- **Study material**
++++++++++

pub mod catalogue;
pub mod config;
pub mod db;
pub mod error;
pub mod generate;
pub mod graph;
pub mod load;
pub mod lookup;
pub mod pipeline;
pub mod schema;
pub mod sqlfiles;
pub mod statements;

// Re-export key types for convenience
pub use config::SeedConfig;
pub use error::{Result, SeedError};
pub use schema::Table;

++++++++++

- **What is expected**
A word-for-word transcription of the listing above is what the answer should contain.

- **Problem solution**
pub mod catalogue;
pub mod config;
pub mod db;
pub mod error;
pub mod generate;
pub mod graph;
pub mod load;
pub mod lookup;
pub mod pipeline;
pub mod schema;
pub mod sqlfiles;
pub mod statements;

// Re-export key types for convenience
pub use config::SeedConfig;
pub use error::{Result, SeedError};
pub use schema::Table;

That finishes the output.